7 things to know about the romaine lettuce E. coli outbreak

How to protect yourself from getting sick

How many times do we hear about E. coli in the news? Notices of minor outbreaks happen frequently around the country. Sometimes it’s from a swimming pool, other times from food.

In April 2018 news broke of a large outbreak from romaine lettuce thought to come from Yuma, Arizona. It has infected 98 people from 22 states, hospitalizing 46.

“There are different strains of E. coli, and this O157:H7 strain is the one that makes the news,” said Paul Schulz, M.D., system epidemiologist for Norton Healthcare. “The effects can be much more severe, causing possible kidney failure and even death, especially in the very young, elderly and chronically ill.”

It’s important to note that there have been no reported infections in Kentucky or Indiana, but nearby states have had illnesses thought to be part of the outbreak.

What are the facts around E. coli infections and how worried should you be?

What is causing this outbreak?

The Centers for Disease Control and Prevention (CDC) suspects the April 2018 outbreak to be from romaine lettuce that can be bought as whole heads or bagged, chopped lettuce, grown in the Yuma, Arizona area.

What causes E. coli infections?

E. coli is short for Escherichia coli, a bacteria found in the intestines of healthy people and animals. While most E. coli bacteria do not cause issues, certain strains can be a problem, causing stomach issues including severe cramps, diarrhea and vomiting.

You can be exposed to the dangerous strains of E. coli bacteria in many ways — from kitchen countertops, compost piles, contaminated food and beverages, even swimming or canoeing in a local waterway.

What should I do to prevent getting sick?

The CDC recommends not buying romaine lettuce from Yuma, Arizona. If you can’t tell where the lettuce came from, do not eat or buy it. This includes any kind of romaine lettuce: whole heads, romaine hearts, chopped, baby, organic and mixes containing romaine.

To prevent yourself from getting sick from other sources of E. coli, you can take precautions. In addition to washing all fruits and vegetables and completely cooking meat, it’s important to wash your hands before eating (all the time) and before and after using the bathroom (all the time).

How long does it take for an E. coli infection to show up?

If you have eaten something contaminated by this severe strain of E. coli bacteria, you may develop symptoms within a day or up to 10 days after.

What are the symptoms I may get with E. coli O157:H7?

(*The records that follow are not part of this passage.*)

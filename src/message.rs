//! Nexus messages.
//!
//! A message is an ordered sequence of packets and a packet is a run of bits.  Packets
//! are not byte aligned on the wire, so each one carries its own bit count alongside
//! `ceil(bits/8)` bytes of data.  `Message::pack` concatenates the packets into one
//! LSB-first bit stream and `Message::unpack` splits such a stream back up given the
//! packet widths, which is how a message arrives from a message port.
use alloc::vec::Vec;

use crate::error::{Error, Result};
use crate::nrr::{byte_len, from_bytes, mask_tail, to_bytes};

pub const TCODE_BITS: usize = 6;
pub const SRC_BITS: usize = 4;

/// Message type codes for the messages this crate produces
#[derive(Clone, Copy, Debug, PartialEq, Eq)]
#[repr(u8)]
pub enum Tcode {
    Ownership = 2,
    DirectBranch = 3,
    IndirectBranch = 4,
    DataWrite = 5,
    DataRead = 6,
    Error = 8,
    Watchpoint = 15,
}

impl Tcode {
    pub fn from_code(code: u8) -> Option<Self> {
        Some(match code {
            2 => Tcode::Ownership,
            3 => Tcode::DirectBranch,
            4 => Tcode::IndirectBranch,
            5 => Tcode::DataWrite,
            6 => Tcode::DataRead,
            8 => Tcode::Error,
            15 => Tcode::Watchpoint,
            _ => return None,
        })
    }
}

/// A Nexus packet: a sequence of bits
#[derive(Clone, Debug, PartialEq, Eq)]
pub struct Packet {
    bits: usize,
    data: Vec<u8>,
}

impl Packet {
    /// `data` must hold exactly `ceil(bits/8)` bytes.  Bits beyond `bits` in the last
    /// byte are cleared.
    pub fn new(bits: usize, mut data: Vec<u8>) -> Result<Self> {
        if data.len() != byte_len(bits) {
            return Err(Error::failed(alloc::format!(
                "packet of {} bits needs {} bytes, got {}",
                bits,
                byte_len(bits),
                data.len()
            )));
        }
        mask_tail(&mut data, bits);
        Ok(Self { bits, data })
    }

    pub fn from_value(value: u64, bits: usize) -> Self {
        Self { bits, data: to_bytes(value, bits) }
    }

    pub fn bits(&self) -> usize {
        self.bits
    }

    pub fn data(&self) -> &[u8] {
        &self.data
    }

    /// The packet as an integer, if it fits in 64 bits.
    pub fn value(&self) -> Option<u64> {
        (self.bits <= 64).then(|| from_bytes(&self.data, self.bits))
    }

    fn bit(&self, n: usize) -> bool {
        self.data[n / 8] & (1 << (n % 8)) != 0
    }
}

/// A Nexus message: a sequence of packets
#[derive(Clone, Debug, Default, PartialEq, Eq)]
pub struct Message {
    packets: Vec<Packet>,
}

impl Message {
    pub fn new(packets: Vec<Packet>) -> Self {
        Self { packets }
    }

    pub fn builder(tcode: Tcode) -> MessageBuilder {
        MessageBuilder::default().packet(tcode as u64, TCODE_BITS)
    }

    pub fn packets(&self) -> &[Packet] {
        &self.packets
    }

    /// The type code, taken from the first packet.
    pub fn tcode(&self) -> Option<u8> {
        let first = self.packets.first()?;
        if first.bits != TCODE_BITS {
            return None;
        }
        first.value().map(|v| v as u8)
    }

    pub fn total_bits(&self) -> usize {
        self.packets.iter().map(Packet::bits).sum()
    }

    /// Bytes needed to hand this message to a client: a packet count, then per packet a
    /// bit count and its data.
    pub fn wire_size(&self) -> usize {
        4 + self.packets.iter().map(|p| 4 + p.data.len()).sum::<usize>()
    }

    /// Concatenate all packets into a single bit stream, first packet first.
    pub fn pack(&self) -> Packet {
        let total = self.total_bits();
        let mut data = alloc::vec![0u8; byte_len(total)];
        let mut pos = 0;
        for packet in &self.packets {
            for n in 0..packet.bits {
                if packet.bit(n) {
                    data[pos / 8] |= 1 << (pos % 8);
                }
                pos += 1;
            }
        }
        Packet { bits: total, data }
    }

    /// Split `stream` into packets of the given widths.  The widths must cover the stream
    /// exactly.
    pub fn unpack(stream: &Packet, widths: &[usize]) -> Result<Self> {
        let wanted: usize = widths.iter().sum();
        if wanted != stream.bits {
            return Err(Error::failed(alloc::format!(
                "packet widths cover {} bits, stream has {}",
                wanted,
                stream.bits
            )));
        }
        let mut packets = Vec::with_capacity(widths.len());
        let mut pos = 0;
        for &bits in widths {
            let mut data = alloc::vec![0u8; byte_len(bits)];
            for n in 0..bits {
                if stream.bit(pos + n) {
                    data[n / 8] |= 1 << (n % 8);
                }
            }
            pos += bits;
            packets.push(Packet { bits, data });
        }
        Ok(Self { packets })
    }
}

#[derive(Debug, Default)]
pub struct MessageBuilder {
    packets: Vec<Packet>,
}

impl MessageBuilder {
    pub fn packet(mut self, value: u64, bits: usize) -> Self {
        self.packets.push(Packet::from_value(value, bits));
        self
    }

    pub fn build(self) -> Message {
        Message { packets: self.packets }
    }
}

#[cfg(test)]
mod tests {
    use super::*;
    use alloc::vec;

    #[test]
    fn packet_length_must_match_bit_count() {
        assert!(Packet::new(9, vec![0xff]).is_err());
        let p = Packet::new(9, vec![0xff, 0xff]).unwrap();
        assert_eq!(p.data(), &[0xff, 0x01]);
        assert_eq!(p.value(), Some(0x1ff));
    }

    #[test]
    fn builder_starts_with_tcode() {
        let msg = Message::builder(Tcode::Watchpoint).packet(3, SRC_BITS).packet(0x81, 8).build();
        assert_eq!(msg.tcode(), Some(15));
        assert_eq!(msg.packets().len(), 3);
        assert_eq!(msg.total_bits(), 18);
        assert_eq!(msg.wire_size(), 4 + (4 + 1) * 3);
    }

    #[test]
    fn packed_stream_is_not_byte_aligned() {
        let msg = Message::builder(Tcode::DataWrite)
            .packet(0x9, SRC_BITS)
            .packet(0x2000_1234, 32)
            .packet(0xab, 8)
            .build();
        let stream = msg.pack();
        assert_eq!(stream.bits(), 6 + 4 + 32 + 8);
        assert_eq!(stream.data().len(), 7);
        // tcode 5 in the low six bits, then the low two bits of the source
        assert_eq!(stream.data()[0], 0b01_000101);

        let back = Message::unpack(&stream, &[TCODE_BITS, SRC_BITS, 32, 8]).unwrap();
        assert_eq!(back, msg);
        assert!(Message::unpack(&stream, &[TCODE_BITS, SRC_BITS]).is_err());
    }

    #[test]
    fn tcodes_round_trip() {
        for t in [Tcode::Ownership, Tcode::IndirectBranch, Tcode::DataRead, Tcode::Error, Tcode::Watchpoint] {
            assert_eq!(Tcode::from_code(t as u8), Some(t));
        }
        assert_eq!(Tcode::from_code(63), None);
    }
}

According to the CDC, the infection starts with mild stomach pain and/or diarrhea that gets worse after several days. It may turn into severe stomach cramps, bloody diarrhea and vomiting. It also may cause a low fever.

The O157:H7 strain of E. coli also can cause a severe kidney issue called hemolytic uremic syndrome (HUS) in around 5 to 10 percent of people. It can start around seven days after the first symptoms. Signs you might have HUS include decreased frequency of urination, feeling tired and losing pink color in cheeks and inside the lower eyelids. If you have any of these symptoms, you need immediate medical attention. Your kidneys may stop working and cause other serious medical issues.

What should I do if I get sick?

Most people get better within five to seven days. However, if you have diarrhea for more than three days, a high fever, bloody diarrhea and severe vomiting, you need to call your doctor. If you have symptoms of HUS (mentioned above), seek immediate medical attention.

How is an E. coli infection treated?

Most of the time, you’ll treat the symptoms. This includes drinking a lot of fluids to prevent dehydration, resting and eating bland floods. Consider the “BRAT” diet of bananas, rice, apples and toast. Antibiotics are generally not prescribed for E. coli, as they can increase the risk of developing HUS. Anti-diarrhea medications also can increase that risk.